→ THE TASK
Transcribe the closing lines of the listing exactly, starting at the one that contains "always finishes explicitly." and including the last.

→ DATA

fn printf(format: &str, args: Vec<Value>) -> Result<String, TemplateError> {
    let mut out = String::with_capacity(format.len());
    let mut args = args.into_iter();
    let mut chars = format.chars();
    while let Some(c) = chars.next() {
        if c != '%' {
            out.push(c);
            continue;
        }
        match chars.next() {
            Some('%') => out.push('%'),
            Some('s' | 'v') => {
                let arg = args
                    .next()
                    .ok_or_else(|| TemplateError::render("printf: missing argument"))?;
                out.push_str(&arg.into_string());
            }
            Some('d') => match args.next() {
                Some(Value::Int(i)) => {
                    let _ = write!(out, "{i}");
                }
                Some(Value::Str(s)) => {
                    return Err(TemplateError::render(format!(
                        "printf: %d given string {s:?}"
                    )));
                }
                None => return Err(TemplateError::render("printf: missing argument")),
            },
            Some(verb) => {
                return Err(TemplateError::render(format!(
                    "printf: unsupported verb %{verb}"
                )));
            }
            None => return Err(TemplateError::render("printf: trailing %")),
        }
    }
    if args.next().is_some() {
        return Err(TemplateError::render("printf: too many arguments"));
    }
    Ok(out)
}

fn timestamp(layout: &str) -> Result<String, TemplateError> {
    let items: Vec<Item<'_>> = StrftimeItems::new(layout).collect();
    if items.iter().any(|item| matches!(item, Item::Error)) {
        return Err(TemplateError::render(format!(
            "timestamp: invalid layout {layout:?}"
        )));
    }
    let mut out = String::new();
    write!(out, "{}", Utc::now().format_with_items(items.into_iter()))
        .map_err(|_| TemplateError::render(format!("timestamp: cannot format {layout:?}")))?;
    Ok(out)
}

impl Func {
    fn call(self, args: Vec<Value>) -> Result<Value, TemplateError> {
        let mut args = args.into_iter();
        let mut next = || {
            args.next()
                .ok_or_else(|| TemplateError::render(format!("{}: missing argument", self.name())))
        };
        let value = match self {
            Self::Printf => {
                let format = expect_str(self, next()?)?;
                let rest: Vec<Value> = std::iter::from_fn(|| next().ok()).collect();
                printf(&format, rest)?
            }
            Self::Truncate => {
                let max = expect_len(self, next()?)?;
                let s = expect_str(self, next()?)?;
                truncate_bytes(&s, max).to_string()
            }
            Self::TruncateSha256 => {
                let max = expect_len(self, next()?)?;
                let s = expect_str(self, next()?)?;
                if max <= 8 {
                    return Err(TemplateError::render(format!(
                        "truncate_sha256: max length must be > 8 but was {max}"
                    )));
                }
                if s.len() <= max {
                    s
                } else {
                    let head = truncate_bytes(&s, max - 8);
                    let hash = sha256_hex(&s[head.len()..]);
                    format!("{head}{}", &hash[..8])
                }
            }
            Self::Random => {
                let len = expect_len(self, next()?)?;
                if len > MAX_RANDOM_LENGTH {
                    return Err(TemplateError::render(format!(
                        "random: length must be <= {MAX_RANDOM_LENGTH} but was {len}"
                    )));
                }
                random_alphanumeric(len)
            }
            Self::UnixTime => Utc::now().timestamp().to_string(),
            Self::UnixTimeMillis => Utc::now().timestamp_millis().to_string(),
            Self::Timestamp => timestamp(&expect_str(self, next()?)?)?,
            Self::Uppercase => expect_str(self, next()?)?.to_uppercase(),
            Self::Lowercase => expect_str(self, next()?)?.to_lowercase(),
            Self::Replace => {
                let from = expect_str(self, next()?)?;
                let to = expect_str(self, next()?)?;
                let s = expect_str(self, next()?)?;
                s.replace(&from, &to)
            }
            Self::Sha256 => sha256_hex(&expect_str(self, next()?)?),
            Self::Base64 => STANDARD.encode(expect_str(self, next()?)?),
            Self::Uuid => uuid::Uuid::new_v4().to_string(),
        };
        Ok(Value::Str(value))
    }
}
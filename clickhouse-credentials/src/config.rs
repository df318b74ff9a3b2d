//! Connection configuration.
//!
//! The host hands the plugin a JSON object. The connection half of it is
//! parsed here into a [`ConnectionConfig`]; the manager reads
//! `username_template` from the same map.

use std::collections::HashMap;
use std::fmt;
use std::time::Duration;

use secrecy::{ExposeSecret, SecretString};
use serde::Deserialize;
use serde_json::{Map, Value};

use crate::database::ConnectOptions;
use crate::error::{PluginError, PluginResult};
use crate::redaction::password_secret_values;
use crate::statements::substitute;

/// Raw configuration map as supplied by the host.
pub type ConfigMap = Map<String, Value>;

/// Pool size used when `max_open_connections` is absent or zero.
pub const DEFAULT_MAX_OPEN_CONNECTIONS: u32 = 4;

/// Validated connection settings.
#[derive(Clone)]
pub struct ConnectionConfig {
    /// Connection URL, possibly containing `{{username}}`/`{{password}}`
    pub connection_url: String,
    /// Login used by the plugin itself
    pub username: String,
    /// Password used by the plugin itself
    pub password: SecretString,
    /// Pool ceiling on open connections
    pub max_open_connections: u32,
    /// Pool ceiling on idle connections (never above `max_open_connections`)
    pub max_idle_connections: u32,
    /// Maximum connection lifetime; zero means unlimited
    pub max_connection_lifetime: Duration,
    /// Substitute credentials into the URL without percent-encoding
    pub disable_escaping: bool,
}

impl fmt::Debug for ConnectionConfig {
    fn fmt(&self, f: &mut fmt::Formatter<'_>) -> fmt::Result {
        f.debug_struct("ConnectionConfig")
            .field("connection_url", &self.connection_url)
            .field("username", &self.username)
            .field("password", &"[REDACTED]")
            .field("max_open_connections", &self.max_open_connections)
            .field("max_idle_connections", &self.max_idle_connections)
            .field("max_connection_lifetime", &self.max_connection_lifetime)
            .field("disable_escaping", &self.disable_escaping)
            .finish()
    }
}

#[derive(Deserialize)]
#[serde(untagged)]
enum Flexible {
    Bool(bool),
    Number(serde_json::Number),
    Text(String),
}

#[derive(Deserialize, Default)]
#[serde(default)]
struct RawConnectionConfig {
    connection_url: Option<String>,
    username: Option<String>,
    password: Option<String>,
    max_open_connections: Option<Flexible>,
    max_idle_connections: Option<Flexible>,
    max_connection_lifetime: Option<Flexible>,
    disable_escaping: Option<Flexible>,
}

fn parse_u32(key: &str, value: Option<Flexible>) -> PluginResult<u32> {
    let parsed = match value {
        None => return Ok(0),
        Some(Flexible::Number(n)) => n.as_u64().and_then(|n| u32::try_from(n).ok()),
        Some(Flexible::Text(s)) if s.trim().is_empty() => Some(0),
        Some(Flexible::Text(s)) => s.trim().parse::<u32>().ok(),
        Some(Flexible::Bool(_)) => None,
    };
    parsed.ok_or_else(|| PluginError::invalid_config(format!("{key} must be a non-negative integer")))
}

fn parse_bool(key: &str, value: Option<Flexible>) -> PluginResult<bool> {
    match value {
        None => Ok(false),
        Some(Flexible::Bool(b)) => Ok(b),
        Some(Flexible::Text(s)) => s
            .trim()
            .parse::<bool>()
            .map_err(|_| PluginError::invalid_config(format!("{key} must be a boolean"))),
        Some(Flexible::Number(_)) => Err(PluginError::invalid_config(format!(
            "{key} must be a boolean"
        ))),
    }
}

/// Parse a duration given as integer seconds or a humantime string
/// such as `"90s"` or `"1h 30m"`.
pub fn parse_duration_seconds(value: &str) -> PluginResult<Duration> {
    let trimmed = value.trim();
    if trimmed.is_empty() {
        return Ok(Duration::ZERO);
    }
    if let Ok(secs) = trimmed.parse::<u64>() {
        return Ok(Duration::from_secs(secs));
    }
    humantime::parse_duration(trimmed)
        .map_err(|e| PluginError::invalid_config(format!("invalid duration {trimmed:?}: {e}")))
}

fn parse_lifetime(value: Option<Flexible>) -> PluginResult<Duration> {
    match value {
        None => Ok(Duration::ZERO),
        Some(Flexible::Number(n)) => n.as_u64().map(Duration::from_secs).ok_or_else(|| {
            PluginError::invalid_config("max_connection_lifetime must be non-negative")
        }),
        Some(Flexible::Text(s)) => parse_duration_seconds(&s),
        Some(Flexible::Bool(_)) => Err(PluginError::invalid_config(
            "max_connection_lifetime must be a duration",
        )),
    }
}

/// Percent-encode a credential for splicing into a connection URL.
pub(crate) fn escape_url_component(value: &str) -> String {
    url::form_urlencoded::byte_serialize(value.as_bytes())
        .collect::<String>()
        .replace('+', "%20")
}

impl ConnectionConfig {
    /// Parse and validate the connection half of the host configuration.
    pub fn from_map(map: &ConfigMap) -> PluginResult<Self> {
        let raw: RawConnectionConfig = serde_json::from_value(Value::Object(map.clone()))
            .map_err(|e| PluginError::invalid_config(e.to_string()))?;

        let connection_url = raw.connection_url.unwrap_or_default();
        if connection_url.trim().is_empty() {
            return Err(PluginError::invalid_config("connection_url cannot be empty"));
        }

        let mut max_open_connections = parse_u32("max_open_connections", raw.max_open_connections)?;
        if max_open_connections == 0 {
            max_open_connections = DEFAULT_MAX_OPEN_CONNECTIONS;
        }
        let mut max_idle_connections = parse_u32("max_idle_connections", raw.max_idle_connections)?;
        if max_idle_connections == 0 || max_idle_connections > max_open_connections {
            max_idle_connections = max_open_connections;
        }

        Ok(Self {
            connection_url,
            username: raw.username.unwrap_or_default(),
            password: SecretString::from(raw.password.unwrap_or_default()),
            max_open_connections,
            max_idle_connections,
            max_connection_lifetime: parse_lifetime(raw.max_connection_lifetime)?,
            disable_escaping: parse_bool("disable_escaping", raw.disable_escaping)?,
        })
    }

    /// Redaction map for the password in a configuration that has not been
    /// validated yet. Empty when the map carries no string password.
    #[must_use]
    pub fn secret_values(map: &ConfigMap) -> HashMap<String, String> {
        map.get("password")
            .and_then(Value::as_str)
            .map(password_secret_values)
            .unwrap_or_default()
    }

    /// The configuration to hand back to the host: the input map with the
    /// pool settings normalised to what will actually be used.
    #[must_use]
    pub fn sanitized(&self, input: &ConfigMap) -> ConfigMap {
        let mut out = input.clone();
        out.insert(
            "max_open_connections".to_string(),
            Value::from(self.max_open_connections),
        );
        out.insert(
            "max_idle_connections".to_string(),
            Value::from(self.max_idle_connections),
        );
        out
    }

    /// Render the URL and pool settings a driver needs.
    #[must_use]
    pub fn connect_options(&self) -> ConnectOptions {
        let (username, password) = if self.disable_escaping {
            (
                self.username.clone(),
                self.password.expose_secret().to_string(),
            )
        } else {
            (
                escape_url_component(&self.username),
                escape_url_component(self.password.expose_secret()),
            )
        };
        let url = substitute(
            &self.connection_url,
            &[("username", username.as_str()), ("password", password.as_str())],
        );
        ConnectOptions {
            url,
            max_open_connections: self.max_open_connections,
            max_idle_connections: self.max_idle_connections,
            max_connection_lifetime: (!self.max_connection_lifetime.is_zero())
                .then_some(self.max_connection_lifetime),
        }
    }
}
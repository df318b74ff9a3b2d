//! Shared library for cross-cutting concerns in the database credential plugins.
//!
//! This crate provides centralized implementations for:
//! - Tracing subscriber initialisation
//! - Scrubbing known secret values out of free text

#![forbid(unsafe_code)]
#![warn(missing_docs)]

pub mod sanitize;
pub mod tracing_config;

pub use sanitize::scrub_secrets;
pub use tracing_config::{LogFormat, TracingConfig, init_tracing, try_init_tracing};
//! Shared proptest generators.
//!
//! Inputs are deliberately hostile where the plugin must cope: display
//! and role names include empty strings, multi-byte characters and values
//! far longer than any truncation length.

use proptest::prelude::*;

/// Display or role names, including pathological ones.
pub fn metadata_name_strategy() -> impl Strategy<Value = String> {
    prop_oneof![
        Just(String::new()),
        "[a-z][a-z0-9-]{0,7}",
        "[A-Za-z0-9_.@-]{9,80}",
        "\\PC{0,40}",
        Just("é".repeat(64)),
    ]
}

/// Passwords as a secrets manager would generate them.
pub fn password_strategy() -> impl Strategy<Value = String> {
    "[A-Za-z0-9!@#$%^&*-]{8,64}"
}

/// Passwords that need escaping inside a SQL string literal.
pub fn quoting_password_strategy() -> impl Strategy<Value = String> {
    ("[A-Za-z0-9]{4,16}", prop_oneof![Just("'"), Just("\\"), Just("\\'")], "[A-Za-z0-9]{4,16}")
        .prop_map(|(head, quote, tail)| format!("{head}{quote}{tail}"))
}

/// A single statement body without `;`.
pub fn statement_strategy() -> impl Strategy<Value = String> {
    prop_oneof![
        Just("CREATE USER '{{username}}' IDENTIFIED WITH plaintext_password '{{password}}'".to_string()),
        Just("GRANT SELECT ON default.* TO '{{name}}'".to_string()),
        Just("ALTER USER '{{username}}' VALID UNTIL '{{expiration}}'".to_string()),
        Just("GRANT ON CLUSTER '{{cluster}}' readonly TO '{{username}}'".to_string()),
        "[A-Z]{3,8} [a-z_]{1,12}",
    ]
}

/// Scripts of statements separated by `;`, with random padding and empty
/// pieces. Returns the script and the statements it should expand to,
/// before substitution.
pub fn script_strategy() -> impl Strategy<Value = (String, Vec<String>)> {
    prop::collection::vec((statement_strategy(), "[ \t\n]{0,3}", 0usize..3), 1..6).prop_map(
        |parts| {
            let mut script = String::new();
            let mut expected = Vec::new();
            for (statement, padding, empties) in parts {
                script.push_str(&padding);
                script.push_str(&statement);
                script.push_str(&padding);
                script.push(';');
                script.push_str(&";".repeat(empties));
                expected.push(statement);
            }
            (script, expected)
        },
    )
}

/// ClickHouse cluster names, or none for a single-node server.
pub fn cluster_strategy() -> impl Strategy<Value = Option<String>> {
    prop_oneof![Just(None), "[a-z][a-z0-9_]{2,15}".prop_map(Some)]
}
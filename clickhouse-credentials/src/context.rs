//! Per-request cancellation and deadline.
//!
//! Every database call a lifecycle operation makes goes through
//! [`RequestContext::run`], so a fired cancellation token or an expired
//! deadline interrupts the in-flight call. The manager then rolls back any
//! open transaction before returning.

use std::future::Future;
use std::time::Duration;

use tokio::time::Instant;
use tokio_util::sync::CancellationToken;

use crate::error::{PluginError, PluginResult};

/// Cancellation signal and optional deadline supplied by the caller.
#[derive(Debug, Clone, Default)]
pub struct RequestContext {
    cancel: CancellationToken,
    deadline: Option<(Instant, Duration)>,
}

impl RequestContext {
    /// A context that is never cancelled and has no deadline.
    #[must_use]
    pub fn background() -> Self {
        Self::default()
    }

    /// Attach an external cancellation token.
    #[must_use]
    pub fn with_cancellation(mut self, token: CancellationToken) -> Self {
        self.cancel = token;
        self
    }

    /// Fail every call that has not finished `timeout` from now.
    #[must_use]
    pub fn with_timeout(mut self, timeout: Duration) -> Self {
        self.deadline = Some((Instant::now() + timeout, timeout));
        self
    }

    /// The cancellation token threaded through this request.
    #[must_use]
    pub const fn cancellation_token(&self) -> &CancellationToken {
        &self.cancel
    }

    /// Check the signal without awaiting anything.
    pub fn check(&self) -> PluginResult<()> {
        if self.cancel.is_cancelled() {
            return Err(PluginError::Cancelled);
        }
        if let Some((deadline, timeout)) = self.deadline {
            if Instant::now() >= deadline {
                return Err(PluginError::DeadlineExceeded(timeout));
            }
        }
        Ok(())
    }

    /// Drive `fut` to completion unless the request is cancelled or its
    /// deadline passes first. An interrupted future is dropped.
    pub async fn run<F, T>(&self, fut: F) -> PluginResult<T>
    where
        F: Future<Output = T>,
    {
        self.check()?;
        match self.deadline {
            Some((deadline, timeout)) => tokio::select! {
                biased;
                () = self.cancel.cancelled() => Err(PluginError::Cancelled),
                () = tokio::time::sleep_until(deadline) => Err(PluginError::DeadlineExceeded(timeout)),
                out = fut => Ok(out),
            },
            None => tokio::select! {
                biased;
                () = self.cancel.cancelled() => Err(PluginError::Cancelled),
                out = fut => Ok(out),
            },
        }
    }
}
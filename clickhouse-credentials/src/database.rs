//! Database boundary.
//!
//! The engine never talks to a wire protocol directly. A [`Driver`] opens
//! [`Connection`]s, which expose the small blocking-style SQL surface the
//! lifecycle operations need: single-row queries, exec, and transactions.
//! Production drivers wrap a real ClickHouse client; tests use an
//! in-memory driver that records every call.

use std::fmt;
use std::sync::Arc;

use async_trait::async_trait;
use thiserror::Error;

/// Errors raised by a database driver.
#[derive(Error, Debug, Clone, PartialEq, Eq)]
pub enum DriverError {
    /// The server could not be reached or rejected the login
    #[error("connection failed: {0}")]
    Connection(String),

    /// The server rejected a query or statement
    #[error("query failed: {0}")]
    Query(String),

    /// A result row did not have the expected shape
    #[error("unexpected row: {0}")]
    Decode(String),

    /// The connection or transaction was already closed
    #[error("connection is closed")]
    Closed,
}

impl DriverError {
    /// Create a connection error.
    #[must_use]
    pub fn connection(msg: impl Into<String>) -> Self {
        Self::Connection(msg.into())
    }

    /// Create a query error.
    #[must_use]
    pub fn query(msg: impl Into<String>) -> Self {
        Self::Query(msg.into())
    }

    /// Create a decode error.
    #[must_use]
    pub fn decode(msg: impl Into<String>) -> Self {
        Self::Decode(msg.into())
    }
}

/// Result type for driver calls.
pub type DriverResult<T> = Result<T, DriverError>;

/// A single column value.
#[derive(Debug, Clone, PartialEq, Eq)]
pub enum SqlValue {
    /// SQL NULL
    Null,
    /// Boolean
    Bool(bool),
    /// Any integer type; ClickHouse reports booleans as `UInt8`
    Int(i64),
    /// Any string type
    String(String),
}

impl fmt::Display for SqlValue {
    fn fmt(&self, f: &mut fmt::Formatter<'_>) -> fmt::Result {
        match self {
            Self::Null => f.write_str("NULL"),
            Self::Bool(b) => write!(f, "{b}"),
            Self::Int(i) => write!(f, "{i}"),
            Self::String(s) => f.write_str(s),
        }
    }
}

/// One result row.
#[derive(Debug, Clone, Default, PartialEq, Eq)]
pub struct Row {
    values: Vec<SqlValue>,
}

impl Row {
    /// Build a row from its column values.
    #[must_use]
    pub const fn new(values: Vec<SqlValue>) -> Self {
        Self { values }
    }

    /// Column values in select order.
    #[must_use]
    pub fn values(&self) -> &[SqlValue] {
        &self.values
    }

    fn column(&self, idx: usize) -> DriverResult<&SqlValue> {
        self.values
            .get(idx)
            .ok_or_else(|| DriverError::decode(format!("no column at index {idx}")))
    }

    /// Read column `idx` as a boolean. Integers are true when non-zero.
    pub fn get_bool(&self, idx: usize) -> DriverResult<bool> {
        match self.column(idx)? {
            SqlValue::Bool(b) => Ok(*b),
            SqlValue::Int(i) => Ok(*i != 0),
            other => Err(DriverError::decode(format!(
                "column {idx} is not a boolean: {other}"
            ))),
        }
    }

    /// Read column `idx` as a string.
    pub fn get_string(&self, idx: usize) -> DriverResult<String> {
        match self.column(idx)? {
            SqlValue::String(s) => Ok(s.clone()),
            other => Err(DriverError::decode(format!(
                "column {idx} is not a string: {other}"
            ))),
        }
    }
}

/// Settings a driver needs to open a connection.
///
/// The URL has already had its `{{username}}`/`{{password}}` placeholders
/// substituted, so it may contain the password and must never be logged.
#[derive(Clone)]
pub struct ConnectOptions {
    /// Fully rendered connection URL
    pub url: String,
    /// Pool ceiling on open connections
    pub max_open_connections: u32,
    /// Pool ceiling on idle connections
    pub max_idle_connections: u32,
    /// Maximum lifetime of a pooled connection; `None` means unlimited
    pub max_connection_lifetime: Option<std::time::Duration>,
}

impl fmt::Debug for ConnectOptions {
    fn fmt(&self, f: &mut fmt::Formatter<'_>) -> fmt::Result {
        f.debug_struct("ConnectOptions")
            .field("url", &"[REDACTED]")
            .field("max_open_connections", &self.max_open_connections)
            .field("max_idle_connections", &self.max_idle_connections)
            .field("max_connection_lifetime", &self.max_connection_lifetime)
            .finish()
    }
}

/// Opens connections to the target database.
#[async_trait]
pub trait Driver: Send + Sync {
    /// Open a new connection (or pool) with the given options.
    async fn open(&self, options: &ConnectOptions) -> DriverResult<Arc<dyn Connection>>;
}

/// A live connection or pool.
#[async_trait]
pub trait Connection: Send + Sync {
    /// Verify the connection is still usable.
    async fn ping(&self) -> DriverResult<()>;

    /// Run a query and return its first row, or `None` if it produced no rows.
    async fn query_row(&self, query: &str, args: &[&str]) -> DriverResult<Option<Row>>;

    /// Execute a statement outside of any transaction, with bound arguments.
    async fn exec(&self, query: &str, args: &[&str]) -> DriverResult<u64>;

    /// Start a transaction.
    async fn begin(&self) -> DriverResult<Box<dyn Transaction>>;

    /// Close the connection; later calls fail with [`DriverError::Closed`].
    async fn close(&self) -> DriverResult<()>;
}

/// A transaction on a [`Connection`].
///
/// Dropping a transaction without calling `commit` or `rollback` leaves
/// its fate to the driver; the engine always finishes explicitly.
#[async_trait]
pub trait Transaction: Send {
    /// Execute one fully rendered statement.
    async fn exec(&mut self, statement: &str) -> DriverResult<()>;

    /// Commit every statement executed so far.
    async fn commit(self: Box<Self>) -> DriverResult<()>;

    /// Discard every statement executed so far.
    async fn rollback(self: Box<Self>) -> DriverResult<()>;
}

→ TASK OUTPUT
/// its fate to the driver; the engine always finishes explicitly.
#[async_trait]
pub trait Transaction: Send {
    /// Execute one fully rendered statement.
    async fn exec(&mut self, statement: &str) -> DriverResult<()>;

    /// Commit every statement executed so far.
    async fn commit(self: Box<Self>) -> DriverResult<()>;

    /// Discard every statement executed so far.
    async fn rollback(self: Box<Self>) -> DriverResult<()>;
}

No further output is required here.